Le Président de la République provisoire Moncef Marzouki a souligné la détermination de la Tunisie et de son peuple à aller de l’avant dans le processus de transition et à sceller la rupture avec la dictature.
«La Tunisie se porte bien. Nous ne prétendons pas être un modèle et ne voulons pas exporter notre révolution mais nous ouvrons, après la révolution, à faire face à la violation des droits de l’homme, à promouvoir les libertés, à encourager le dialogue entre les parties politiques et à lutter contre la violence et le terrorisme», a déclaré Marzouki à la tribune du Palais des Nations à Genève où se tiennent les travaux de la 25e session du Conseil des droits de l’Homme des Nations Unies (3-28 mars).
«Grâce à la sagesse des parties prenantes politiques en Tunisie et à l’attachement au dialogue et au consensus autour desquels elles se sont accordées, un nouveau gouvernement a été formé dont la mission est la préparation d’élections libres et transparentes d’ici la fin de l’année en cours et ce dans le cadre d’une Constitution consensuelle, premier fruit de la révolution», a-t-il fait remarquer.
«La Constitution tunisienne est venue garantir et protéger les libertés fondamentales et les droits individuels et collectifs. Elle puise ses principes dans les valeurs de la Déclaration universelle des droits de l’Homme», a rappelé Marzouki. Et d’ajouter :« Nous sommes désireux de promouvoir les libertés, notamment la liberté d’expression et de croyance car nous sommes convaincus qu’il vaut mieux subir les travers de certaines libertés que de les restreindre », rappelant que la révolution tunisienne a consacré les libertés et les droits de l’homme même s’il reste encore des défis à relever aux niveaux social et économique.

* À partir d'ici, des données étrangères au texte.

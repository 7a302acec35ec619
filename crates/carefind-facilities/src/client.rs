//! HTTP client for an Overpass-compatible map-data endpoint.

use std::time::Duration;

use carefind_core::{AppConfig, Coordinates, FacilityRecord};
use reqwest::{Client, Url};

use crate::error::FacilityError;
use crate::parse::parse_elements;
use crate::query::build_hospital_query;
use crate::retry::retry_with_backoff;
use crate::types::OverpassResponse;

const DEFAULT_INTERPRETER_URL: &str = "https://overpass-api.de/api/interpreter";

/// Client for hospital lookups around a coordinate.
///
/// Transient errors (timeouts, connect failures, 429, 5xx) are retried with
/// exponential back-off up to `max_retries` additional attempts. The request
/// timeout is a hard upper bound per attempt.
#[derive(Debug, Clone)]
pub struct OverpassClient {
    client: Client,
    interpreter_url: Url,
    max_retries: u32,
    backoff_base_ms: u64,
}

impl OverpassClient {
    /// Creates a client pointed at the public Overpass interpreter.
    ///
    /// # Errors
    ///
    /// Returns [`FacilityError::Http`] if the underlying `reqwest::Client`
    /// cannot be constructed.
    pub fn new(
        timeout_secs: u64,
        user_agent: &str,
        max_retries: u32,
        backoff_base_ms: u64,
    ) -> Result<Self, FacilityError> {
        Self::with_base_url(
            DEFAULT_INTERPRETER_URL,
            timeout_secs,
            user_agent,
            max_retries,
            backoff_base_ms,
        )
    }

    /// Creates a client from the endpoint, timeout, retry, and user-agent
    /// settings in `config`.
    ///
    /// # Errors
    ///
    /// Same as [`OverpassClient::with_base_url`].
    pub fn from_config(config: &AppConfig) -> Result<Self, FacilityError> {
        Self::with_base_url(
            &config.overpass_url,
            config.facility_timeout_secs,
            &config.user_agent,
            config.facility_max_retries,
            config.facility_backoff_base_ms,
        )
    }

    /// Creates a client for a custom interpreter URL (for testing with wiremock).
    ///
    /// # Errors
    ///
    /// Returns [`FacilityError::Http`] if the underlying `reqwest::Client`
    /// cannot be constructed, or [`FacilityError::InvalidBaseUrl`] if
    /// `interpreter_url` does not parse.
    pub fn with_base_url(
        interpreter_url: &str,
        timeout_secs: u64,
        user_agent: &str,
        max_retries: u32,
        backoff_base_ms: u64,
    ) -> Result<Self, FacilityError> {
        let client = Client::builder()
            .timeout(Duration::from_secs(timeout_secs))
            .connect_timeout(Duration::from_secs(timeout_secs.min(10)))
            .user_agent(user_agent)
            .build()?;

        let interpreter_url =
            Url::parse(interpreter_url).map_err(|e| FacilityError::InvalidBaseUrl {
                url: interpreter_url.to_string(),
                reason: e.to_string(),
            })?;

        Ok(Self {
            client,
            interpreter_url,
            max_retries,
            backoff_base_ms,
        })
    }

    /// Fetches named hospitals within `radius_m` meters of `center`, nearest first.
    ///
    /// # Errors
    ///
    /// - [`FacilityError::InvalidInput`] for an invalid center or a
    ///   non-positive radius.
    /// - [`FacilityError::Http`] / [`FacilityError::UnexpectedStatus`] after
    ///   retries are exhausted.
    /// - [`FacilityError::Deserialize`] if the body is not Overpass JSON.
    pub async fn fetch_hospitals(
        &self,
        center: Coordinates,
        radius_m: f64,
    ) -> Result<Vec<FacilityRecord>, FacilityError> {
        if !center.is_valid() {
            return Err(FacilityError::InvalidInput(format!(
                "center ({}, {}) is not a valid coordinate",
                center.lat, center.lon
            )));
        }
        if !radius_m.is_finite() || radius_m <= 0.0 {
            return Err(FacilityError::InvalidInput(format!(
                "radius must be a positive number of meters, got {radius_m}"
            )));
        }

        let query = build_hospital_query(center, radius_m);
        let response = retry_with_backoff(self.max_retries, self.backoff_base_ms, || {
            self.post_query(&query)
        })
        .await?;

        let records = parse_elements(&response.elements, center);
        tracing::debug!(
            lat = center.lat,
            lon = center.lon,
            radius_m,
            elements = response.elements.len(),
            kept = records.len(),
            "facility area fetch complete"
        );
        Ok(records)
    }

    async fn post_query(&self, query: &str) -> Result<OverpassResponse, FacilityError> {
        let response = self
            .client
            .post(self.interpreter_url.clone())
            .header(reqwest::header::ACCEPT, "application/json")
            .form(&[("data", query)])
            .send()
            .await?;

        if !response.status().is_success() {
            return Err(FacilityError::UnexpectedStatus {
                status: response.status().as_u16(),
                url: self.interpreter_url.to_string(),
            });
        }

        let body = response.text().await?;
        serde_json::from_str(&body).map_err(|e| FacilityError::Deserialize {
            context: self.interpreter_url.to_string(),
            source: e,
        })
    }
}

Le président de la République a tenu à saluer l’Organisation des Nations Unies et ses institutions, notamment le Conseil des droits de l’homme et le Haut commissariat aux droits de l’Homme, pour leur soutien au processus de transition en Tunisie, en particulier au niveau de la réforme des systèmes judiciaire et sécuritaire.
Dans ce cadre, il a souligné l’engagement de la Tunisie à respecter les conventions de l’ONU qu’elle a ratifiées et à renforcer la coopération avec les institutions tunisiennes, citant l’exemple de la levée des réserves sur la convention de protection de l’enfance et celle de l’élimination de toutes les formes de discrimination à l’égard des femmes (CEDAW).
Il a également fait état des reformes engagées dans les domaines des médias, de la justice et de l’appareil sécuritaire, en vue de conférer une plus grande indépendance à ces secteurs. La 25e session a été ouverte par un discours du Secrétaire général des Nations Unies, Ban Ki-moon, suivie des déclarations du Président du Conseil, Baudelaire Ndong Ella, du Président de l’Assemblée générale, John W. Ashe et du Haut-Commissaire aux droits de l’homme, Mme Navi Pillay ainsi que du Président Suisse, pays hôte, Didier Burkhalter.
L’accent a été mis sur l’importance d’agir en urgence contre la violation des droits de l’Homme, de plus en plus fréquente dans de nombreux pays et sur l’impératif de faire en sorte que le système des Nations-Unies déploie de nouveaux mécanismes pour protéger les personnes en danger.
Les travaux de cette réunion se sont poursuivis sous forme d’un débat interactif de haut niveau sur les questions préoccupantes liées à la protection et au renforcement des droits de l’Homme, auquel ont pris part les dirigeants et chefs de délégations des 192 pays membres de l’ONU.
Parmi ces questions figurent, notamment, la peine de mort, le crime de génocide, les violences sexuelles, la liberté de culte et de croyance, les droits des personnes handicapées, les droits de l’enfant, les droits culturels et le droit à un environnement propre.